*What the task asks*: Lines in the data below that contain the word "filename" are to be copied.

"""

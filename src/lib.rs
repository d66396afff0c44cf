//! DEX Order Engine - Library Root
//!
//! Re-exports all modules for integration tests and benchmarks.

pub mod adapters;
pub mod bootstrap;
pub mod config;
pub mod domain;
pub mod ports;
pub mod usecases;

"""
"""

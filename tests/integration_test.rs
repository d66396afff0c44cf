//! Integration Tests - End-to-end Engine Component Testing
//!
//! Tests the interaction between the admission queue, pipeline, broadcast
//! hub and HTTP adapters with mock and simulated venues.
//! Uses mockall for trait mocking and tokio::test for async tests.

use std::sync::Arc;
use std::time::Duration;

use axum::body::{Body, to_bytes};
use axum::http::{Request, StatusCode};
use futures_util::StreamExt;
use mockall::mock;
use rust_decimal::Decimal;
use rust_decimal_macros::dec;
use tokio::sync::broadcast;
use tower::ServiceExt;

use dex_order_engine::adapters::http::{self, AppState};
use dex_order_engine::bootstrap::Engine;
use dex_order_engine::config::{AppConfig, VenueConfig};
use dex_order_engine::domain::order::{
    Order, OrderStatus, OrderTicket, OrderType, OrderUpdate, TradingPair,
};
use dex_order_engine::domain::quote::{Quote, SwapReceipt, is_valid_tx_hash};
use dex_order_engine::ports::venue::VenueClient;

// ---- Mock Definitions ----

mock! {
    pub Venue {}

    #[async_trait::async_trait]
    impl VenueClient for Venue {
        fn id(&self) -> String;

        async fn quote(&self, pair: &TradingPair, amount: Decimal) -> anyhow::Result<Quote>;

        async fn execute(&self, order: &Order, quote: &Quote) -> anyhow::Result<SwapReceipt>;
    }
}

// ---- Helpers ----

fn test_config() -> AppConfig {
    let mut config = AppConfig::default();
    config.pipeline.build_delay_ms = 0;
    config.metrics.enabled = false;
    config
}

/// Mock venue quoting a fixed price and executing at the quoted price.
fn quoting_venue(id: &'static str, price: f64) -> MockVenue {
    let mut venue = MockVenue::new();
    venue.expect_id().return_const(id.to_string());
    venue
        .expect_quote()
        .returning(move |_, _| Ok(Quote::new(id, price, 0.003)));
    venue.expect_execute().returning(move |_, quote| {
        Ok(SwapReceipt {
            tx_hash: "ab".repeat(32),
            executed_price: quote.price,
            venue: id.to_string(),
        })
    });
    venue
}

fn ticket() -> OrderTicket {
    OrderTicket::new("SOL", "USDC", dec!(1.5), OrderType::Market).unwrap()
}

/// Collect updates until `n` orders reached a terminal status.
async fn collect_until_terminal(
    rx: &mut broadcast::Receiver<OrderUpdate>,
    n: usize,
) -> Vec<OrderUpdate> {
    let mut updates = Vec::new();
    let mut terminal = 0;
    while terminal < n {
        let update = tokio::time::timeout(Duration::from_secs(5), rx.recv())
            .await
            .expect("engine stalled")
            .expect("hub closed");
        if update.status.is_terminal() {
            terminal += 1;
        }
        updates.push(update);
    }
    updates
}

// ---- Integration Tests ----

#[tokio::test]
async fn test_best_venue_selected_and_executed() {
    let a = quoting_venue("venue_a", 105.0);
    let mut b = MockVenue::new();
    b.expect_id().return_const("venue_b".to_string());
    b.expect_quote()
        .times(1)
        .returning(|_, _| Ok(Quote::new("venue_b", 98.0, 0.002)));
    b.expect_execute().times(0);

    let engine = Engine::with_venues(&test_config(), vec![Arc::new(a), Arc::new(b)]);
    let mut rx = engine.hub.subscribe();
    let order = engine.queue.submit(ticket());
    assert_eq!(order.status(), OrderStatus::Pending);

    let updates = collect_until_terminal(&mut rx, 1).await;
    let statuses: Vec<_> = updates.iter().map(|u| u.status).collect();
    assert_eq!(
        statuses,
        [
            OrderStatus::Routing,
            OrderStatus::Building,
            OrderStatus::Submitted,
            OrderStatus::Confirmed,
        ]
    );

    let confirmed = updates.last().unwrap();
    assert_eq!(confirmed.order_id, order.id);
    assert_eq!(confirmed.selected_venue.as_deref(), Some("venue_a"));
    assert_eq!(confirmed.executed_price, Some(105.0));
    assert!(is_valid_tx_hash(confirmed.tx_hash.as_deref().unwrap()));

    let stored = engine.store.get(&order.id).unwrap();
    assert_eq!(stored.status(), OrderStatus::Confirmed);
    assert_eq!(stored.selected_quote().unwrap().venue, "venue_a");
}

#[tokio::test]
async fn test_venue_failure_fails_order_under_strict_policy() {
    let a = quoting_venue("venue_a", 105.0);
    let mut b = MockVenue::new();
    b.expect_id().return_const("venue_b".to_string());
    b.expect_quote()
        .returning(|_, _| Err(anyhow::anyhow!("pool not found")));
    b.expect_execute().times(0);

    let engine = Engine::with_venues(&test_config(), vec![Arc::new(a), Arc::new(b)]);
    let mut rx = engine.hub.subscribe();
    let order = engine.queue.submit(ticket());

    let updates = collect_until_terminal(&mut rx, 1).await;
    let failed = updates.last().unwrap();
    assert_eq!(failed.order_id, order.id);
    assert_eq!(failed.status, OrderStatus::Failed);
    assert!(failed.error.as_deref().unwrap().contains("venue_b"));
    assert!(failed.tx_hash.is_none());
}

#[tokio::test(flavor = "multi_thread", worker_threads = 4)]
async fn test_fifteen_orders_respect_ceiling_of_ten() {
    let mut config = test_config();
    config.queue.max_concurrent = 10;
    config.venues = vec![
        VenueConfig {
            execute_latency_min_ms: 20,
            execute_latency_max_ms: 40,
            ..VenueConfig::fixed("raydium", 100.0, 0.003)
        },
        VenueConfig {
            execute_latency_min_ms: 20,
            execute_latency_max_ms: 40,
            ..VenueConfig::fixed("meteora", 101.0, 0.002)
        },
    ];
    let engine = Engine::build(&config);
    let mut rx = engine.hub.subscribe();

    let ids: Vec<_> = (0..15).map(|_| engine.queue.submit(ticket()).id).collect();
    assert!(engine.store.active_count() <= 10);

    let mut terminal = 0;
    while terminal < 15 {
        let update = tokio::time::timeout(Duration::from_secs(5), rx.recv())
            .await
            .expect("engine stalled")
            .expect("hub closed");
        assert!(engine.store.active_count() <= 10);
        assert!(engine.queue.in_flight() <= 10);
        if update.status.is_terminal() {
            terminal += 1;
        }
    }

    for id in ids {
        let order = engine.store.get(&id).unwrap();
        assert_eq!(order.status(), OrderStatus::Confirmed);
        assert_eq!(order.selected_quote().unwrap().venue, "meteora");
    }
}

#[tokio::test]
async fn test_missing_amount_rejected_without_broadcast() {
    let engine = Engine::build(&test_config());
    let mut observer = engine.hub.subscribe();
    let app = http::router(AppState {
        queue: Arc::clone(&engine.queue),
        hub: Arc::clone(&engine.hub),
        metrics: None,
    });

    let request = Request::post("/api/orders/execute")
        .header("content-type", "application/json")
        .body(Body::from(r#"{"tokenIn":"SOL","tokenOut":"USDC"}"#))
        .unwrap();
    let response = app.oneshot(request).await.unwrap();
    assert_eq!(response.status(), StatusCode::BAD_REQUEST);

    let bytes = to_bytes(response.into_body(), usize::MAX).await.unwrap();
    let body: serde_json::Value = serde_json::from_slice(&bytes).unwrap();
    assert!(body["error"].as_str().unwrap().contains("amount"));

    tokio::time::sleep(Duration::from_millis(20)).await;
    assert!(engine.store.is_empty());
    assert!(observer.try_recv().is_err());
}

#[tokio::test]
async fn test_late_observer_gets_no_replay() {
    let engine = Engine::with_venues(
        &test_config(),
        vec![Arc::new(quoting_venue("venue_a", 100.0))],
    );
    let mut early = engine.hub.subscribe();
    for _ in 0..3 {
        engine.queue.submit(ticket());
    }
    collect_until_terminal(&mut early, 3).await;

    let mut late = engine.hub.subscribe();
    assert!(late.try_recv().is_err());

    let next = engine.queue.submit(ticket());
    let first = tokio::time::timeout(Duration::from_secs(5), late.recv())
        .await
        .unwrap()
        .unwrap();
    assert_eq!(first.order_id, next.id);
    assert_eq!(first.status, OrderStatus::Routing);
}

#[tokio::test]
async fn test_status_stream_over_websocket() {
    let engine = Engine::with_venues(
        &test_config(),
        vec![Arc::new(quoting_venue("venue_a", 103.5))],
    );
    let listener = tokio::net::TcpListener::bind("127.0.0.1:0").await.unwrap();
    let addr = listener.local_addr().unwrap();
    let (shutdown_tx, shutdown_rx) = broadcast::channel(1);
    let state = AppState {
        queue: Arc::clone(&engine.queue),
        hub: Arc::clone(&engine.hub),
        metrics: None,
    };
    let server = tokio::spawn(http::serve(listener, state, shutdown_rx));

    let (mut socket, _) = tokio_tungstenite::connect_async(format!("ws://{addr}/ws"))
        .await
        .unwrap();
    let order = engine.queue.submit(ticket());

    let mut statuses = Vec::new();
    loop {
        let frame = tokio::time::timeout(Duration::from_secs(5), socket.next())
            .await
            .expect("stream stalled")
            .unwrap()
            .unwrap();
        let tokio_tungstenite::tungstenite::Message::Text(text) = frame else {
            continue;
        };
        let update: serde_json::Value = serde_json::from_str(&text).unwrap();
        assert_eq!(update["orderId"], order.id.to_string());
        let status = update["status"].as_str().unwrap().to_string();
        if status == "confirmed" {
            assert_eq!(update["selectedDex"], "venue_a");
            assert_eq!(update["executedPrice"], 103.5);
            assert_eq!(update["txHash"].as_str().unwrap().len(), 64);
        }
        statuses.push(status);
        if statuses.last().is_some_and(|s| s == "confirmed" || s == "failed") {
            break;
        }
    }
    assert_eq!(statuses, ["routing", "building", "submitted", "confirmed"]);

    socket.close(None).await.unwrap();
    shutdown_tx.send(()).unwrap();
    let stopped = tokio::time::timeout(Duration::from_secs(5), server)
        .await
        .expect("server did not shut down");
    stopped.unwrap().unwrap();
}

"""
"""

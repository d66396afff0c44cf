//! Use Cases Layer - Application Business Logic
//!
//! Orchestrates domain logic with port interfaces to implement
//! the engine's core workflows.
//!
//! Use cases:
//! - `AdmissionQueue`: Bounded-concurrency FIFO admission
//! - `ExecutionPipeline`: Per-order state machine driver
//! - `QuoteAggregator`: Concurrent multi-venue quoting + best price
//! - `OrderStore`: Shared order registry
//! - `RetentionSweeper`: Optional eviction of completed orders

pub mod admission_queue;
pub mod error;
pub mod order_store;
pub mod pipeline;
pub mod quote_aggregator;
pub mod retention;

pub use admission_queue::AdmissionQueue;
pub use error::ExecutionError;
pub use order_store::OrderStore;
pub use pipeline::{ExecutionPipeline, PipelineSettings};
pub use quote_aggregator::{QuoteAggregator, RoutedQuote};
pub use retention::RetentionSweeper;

"""

*Output*:
filename src/lib.rs
filename tests/integration_test.rs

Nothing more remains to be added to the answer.